The Hang Seng University of Hong Kong (HSUHK) is a private liberal arts-oriented university in Sha Tin, New Territories, Hong Kong.

The institute was founded as Hang Seng Management College in 2010 from the Hang Seng School of Commerce. The college was granted university title in 2018.

In November and December 2013, HSMC obtained accreditation from the Hong Kong Council for Accreditation of Academic and Vocational Qualifications for the following five programmes and was approved by the Education Bureau to offer degree programmes:
On 30 October 2018, the Chief Executive-in-Council approved the retitling of Hang Seng Management College into a university under Section 8(1) of the Post Secondary Colleges Ordinance, following an institutional review by the HKCAAVQ.

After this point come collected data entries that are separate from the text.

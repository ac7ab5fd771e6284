//! Header MAC footer: `" " <43-char base64 HMAC-SHA256> "\n"` after `---`
//!
//! The MAC covers the serialized header from the version line through the
//! `---` terminator inclusive, keyed with the header key.

use agefmt_core::format::{MAC_B64_LEN, MAC_SIZE};
use agefmt_core::{AgeError, AgeResult};
use agefmt_crypto::{hmac_sha256, verify_hmac_sha256, MacKey};
use base64::{engine::general_purpose::STANDARD_NO_PAD, Engine as _};

/// Bytes of the footer after the terminator: space, MAC, LF.
pub const FOOTER_LEN: usize = 1 + MAC_B64_LEN + 1;

/// Compute the MAC over `unauthenticated` and append the footer.
pub fn append_mac(
    unauthenticated: &mut Vec<u8>,
    header_key: &MacKey,
) -> AgeResult<[u8; MAC_SIZE]> {
    let mac = hmac_sha256(header_key, unauthenticated)?;
    unauthenticated.push(b' ');
    unauthenticated.extend_from_slice(STANDARD_NO_PAD.encode(mac).as_bytes());
    unauthenticated.push(b'\n');
    Ok(mac)
}

/// Read the footer at `cursor` (just past `---`).
pub fn read_mac(input: &[u8], cursor: usize) -> AgeResult<([u8; MAC_SIZE], usize)> {
    let rest = &input[cursor..];
    if rest.len() < FOOTER_LEN {
        return Err(AgeError::MacNotFound);
    }
    if rest[0] != b' ' {
        return Err(AgeError::malformed(
            cursor,
            format!("expected space before MAC, found byte 0x{:02x}", rest[0]),
        ));
    }
    if rest[FOOTER_LEN - 1] != b'\n' {
        return Err(AgeError::malformed(
            cursor + FOOTER_LEN - 1,
            format!(
                "expected line feed after MAC, found byte 0x{:02x}",
                rest[FOOTER_LEN - 1]
            ),
        ));
    }

    let decoded = STANDARD_NO_PAD
        .decode(&rest[1..1 + MAC_B64_LEN])
        .map_err(|e| AgeError::malformed(cursor + 1, format!("header MAC: {e}")))?;
    let mac: [u8; MAC_SIZE] = decoded.as_slice().try_into().map_err(|_| {
        AgeError::malformed(
            cursor + 1,
            format!("header MAC is {} bytes, expected {MAC_SIZE}", decoded.len()),
        )
    })?;
    Ok((mac, cursor + FOOTER_LEN))
}

/// Recompute the MAC over `unauthenticated` and compare in constant time.
pub fn verify_mac(unauthenticated: &[u8], mac: &[u8; MAC_SIZE], header_key: &MacKey) -> AgeResult<()> {
    if verify_hmac_sha256(header_key, unauthenticated, mac)? {
        Ok(())
    } else {
        Err(AgeError::HeaderMacMismatch)
    }
}

#[cfg(test)]
mod tests {
    use super::*;
    use agefmt_crypto::MacContext;

    fn key() -> MacKey {
        MacKey::new(MacContext::Header, &[3u8; 32]).unwrap()
    }

    #[test]
    fn test_append_then_read() {
        let mut buf = b"age-encryption.org/v1\n---".to_vec();
        let start = buf.len();
        let mac = append_mac(&mut buf, &key()).unwrap();
        assert_eq!(buf.len(), start + FOOTER_LEN);

        let (read, end) = read_mac(&buf, start).unwrap();
        assert_eq!(read, mac);
        assert_eq!(end, buf.len());
        verify_mac(&buf[..start], &read, &key()).unwrap();
    }

    #[test]
    fn test_wrong_key_mismatch() {
        let mut buf = b"age-encryption.org/v1\n---".to_vec();
        let mac = append_mac(&mut buf, &key()).unwrap();
        let other = MacKey::new(MacContext::Header, &[4u8; 32]).unwrap();

        let err = verify_mac(b"age-encryption.org/v1\n---", &mac, &other).unwrap_err();
        assert!(matches!(err, AgeError::HeaderMacMismatch));
    }

    #[test]
    fn test_end_of_buffer_is_mac_not_found() {
        assert!(matches!(read_mac(b"---", 3), Err(AgeError::MacNotFound)));
        assert!(matches!(read_mac(b"--- abc\n", 3), Err(AgeError::MacNotFound)));
    }

    #[test]
    fn test_bad_separators() {
        let mac = STANDARD_NO_PAD.encode([0u8; 32]);
        let no_space = format!("---\n{mac}\n");
        assert!(matches!(
            read_mac(no_space.as_bytes(), 3),
            Err(AgeError::Malformed { offset: 3, .. })
        ));

        let no_lf = format!("--- {mac} ");
        assert!(matches!(
            read_mac(no_lf.as_bytes(), 3),
            Err(AgeError::Malformed { .. })
        ));
    }

    #[test]
    fn test_non_canonical_mac_rejected() {
        let mut mac = STANDARD_NO_PAD.encode([0u8; 32]);
        // last char of a 32-byte encoding carries two zero trailing bits
        mac.pop();
        mac.push('B');
        let footer = format!("--- {mac}\n");
        assert!(read_mac(footer.as_bytes(), 3).is_err());
    }
}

The Chief Executive in Council approved the university status of Hang Seng Management College (HSMC) on 30 October 2018. The HSMC is the first self-financing post-secondary education institution to acquire a university title since the publication of the revised roadmap of criteria for acquiring university title for post-secondary colleges registered under the Ordinance in 2015.

== Education Model ==
The university's “Liberal + Professional” model builds on the tradition of liberal education, which offers students a wide-ranging cultural foundation. This approach is enhanced by integrating professional disciplines, enabling students to gain a broad perspective alongside specialized professional knowledge.

== Academics ==
The Hang Seng University of Hong Kong is listed the 7th (overall) in the ASEAN+ region, the 1st in the Greater China region, and the 1st in Employability as per the 2023 AppliedHE ASEAN+ private university assessment by the Singapore-based AppliedHE.

The institute ranked #514 in QS university ranking for Asian in 2026.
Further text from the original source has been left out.